Wouldn’t it be nice to know what’s happening in the prostate, or in a metastatic tumor, without having to do a biopsy? It may be that everything doctors need to know is already in the bloodstream. Brady scientist Paula Hurley, Ph.D., and colleagues are working hard to learn how to decipher the clues: minuscule pieces of DNA, left behind in the blood by cancer cells.
How do bloodhounds follow a trail through the woods? Their noses are particularly good at picking up molecules of scent in the air. Something similar happens with cancer cells. “All cells, including cancer cells, shed tiny pieces of DNA in the blood,” explains Hurley. These small pieces of DNA, called cellfree DNA, can be traced and deciphered. One immediate benefit from this glimpse at a man’s cancer would be to guide his treatment – and avoid treatment that isn’t going to work.
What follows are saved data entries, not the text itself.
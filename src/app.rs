use std::net::SocketAddr;

use axum::{routing::get, Router};
use tower_http::{services::ServeDir, trace::TraceLayer};

use crate::state::AppState;
use crate::{pages, profiles};

/// Binds every route to its handler once, at startup. First match in
/// declaration order wins; anything unmatched falls through to the
/// framework's plain 404.
pub fn build_app(state: AppState) -> Router {
    let media = ServeDir::new(&state.config.media_root);
    Router::new()
        .merge(pages::router())
        .merge(profiles::router())
        .route("/health", get(|| async { "ok" }))
        .nest_service("/media", media)
        .with_state(state)
        .layer(
            TraceLayer::new_for_http()
                .make_span_with(|req: &axum::http::Request<_>| {
                    let method = req.method().clone();
                    let uri = req.uri().clone();
                    tracing::info_span!("http_request", %method, uri = %uri)
                })
                .on_response(
                    |res: &axum::http::Response<_>,
                     _latency: std::time::Duration,
                     span: &tracing::Span| {
                        let status = res.status();
                        span.record("status", tracing::field::display(status));
                        if status.is_server_error() {
                            tracing::error!(%status, "response");
                        } else {
                            tracing::info!(%status, "response");
                        }
                    },
                ),
        )
}

pub async fn serve(app: Router) -> anyhow::Result<()> {
    let addr: SocketAddr = format!(
        "{}:{}",
        std::env::var("APP_HOST").unwrap_or_else(|_| "0.0.0.0".into()),
        std::env::var("APP_PORT").unwrap_or_else(|_| "8080".into())
    )
    .parse()?;

    tracing::info!("listening on {}", addr);
    let listener = tokio::net::TcpListener::bind(addr).await?;
    axum::serve(listener, app).await?;
    Ok(())
}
In advanced cancer, for example, mutations in the androgen receptor can tell doctors that a man may have developed resistance to the drugs abiraterone and enzalutamide, and that a different form of treatment might be more successful. Another benefit: “Compared to a traditional biopsy of the cancer, a ‘liquid biopsy’ that detects cancer-specific mutations in the blood is less invasive, easier to perform,” and much kinder to the patient for follow-up monitoring,” Hurley notes. “It is also much better at capturing differences in cancer cells between cancer sites.”
With support from the Patrick C. Walsh Prostate Cancer Research Fund and the Department of Defense, Hurley and colleagues are working on improving the sensitivity and specificity of detecting cancer-specific mutations in the blood. Their latest findings were published in Oncotarget.